▸ **Problem statement**
Beneath this instruction is a listing. Transcribe from it only the stretch from the line with "rejected at construction" through the line with "or decompressor failed", both end lines included, exactly as written.

================

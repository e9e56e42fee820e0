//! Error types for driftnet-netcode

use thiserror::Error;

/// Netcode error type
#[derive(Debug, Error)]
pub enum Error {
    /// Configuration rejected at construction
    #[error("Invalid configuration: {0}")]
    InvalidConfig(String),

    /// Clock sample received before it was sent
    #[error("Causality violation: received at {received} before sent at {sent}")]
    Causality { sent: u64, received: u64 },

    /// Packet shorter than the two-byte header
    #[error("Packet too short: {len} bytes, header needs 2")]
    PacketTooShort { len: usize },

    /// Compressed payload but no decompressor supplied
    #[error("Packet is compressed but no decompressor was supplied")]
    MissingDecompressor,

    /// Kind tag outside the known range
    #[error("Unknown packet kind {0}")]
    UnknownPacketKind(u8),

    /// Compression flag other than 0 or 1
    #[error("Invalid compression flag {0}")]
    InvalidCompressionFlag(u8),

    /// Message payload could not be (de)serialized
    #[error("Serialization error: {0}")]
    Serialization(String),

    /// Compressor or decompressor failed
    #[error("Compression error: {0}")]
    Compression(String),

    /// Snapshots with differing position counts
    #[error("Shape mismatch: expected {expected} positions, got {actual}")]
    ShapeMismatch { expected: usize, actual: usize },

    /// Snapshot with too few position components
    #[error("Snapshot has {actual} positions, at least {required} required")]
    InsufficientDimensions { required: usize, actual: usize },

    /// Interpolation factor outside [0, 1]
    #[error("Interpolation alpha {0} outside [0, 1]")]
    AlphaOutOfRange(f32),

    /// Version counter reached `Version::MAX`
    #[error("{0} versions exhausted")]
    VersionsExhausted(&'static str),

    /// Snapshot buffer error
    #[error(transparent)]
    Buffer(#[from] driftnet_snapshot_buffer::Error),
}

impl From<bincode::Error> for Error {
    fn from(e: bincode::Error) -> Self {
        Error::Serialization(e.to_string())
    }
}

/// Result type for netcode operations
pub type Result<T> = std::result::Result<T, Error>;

================

▸ **Your response**
    /// Configuration rejected at construction
    #[error("Invalid configuration: {0}")]
    InvalidConfig(String),

    /// Clock sample received before it was sent
    #[error("Causality violation: received at {received} before sent at {sent}")]
    Causality { sent: u64, received: u64 },

    /// Packet shorter than the two-byte header
    #[error("Packet too short: {len} bytes, header needs 2")]
    PacketTooShort { len: usize },

    /// Compressed payload but no decompressor supplied
    #[error("Packet is compressed but no decompressor was supplied")]
    MissingDecompressor,

    /// Kind tag outside the known range
    #[error("Unknown packet kind {0}")]
    UnknownPacketKind(u8),

    /// Compression flag other than 0 or 1
    #[error("Invalid compression flag {0}")]
    InvalidCompressionFlag(u8),

    /// Message payload could not be (de)serialized
    #[error("Serialization error: {0}")]
    Serialization(String),

    /// Compressor or decompressor failed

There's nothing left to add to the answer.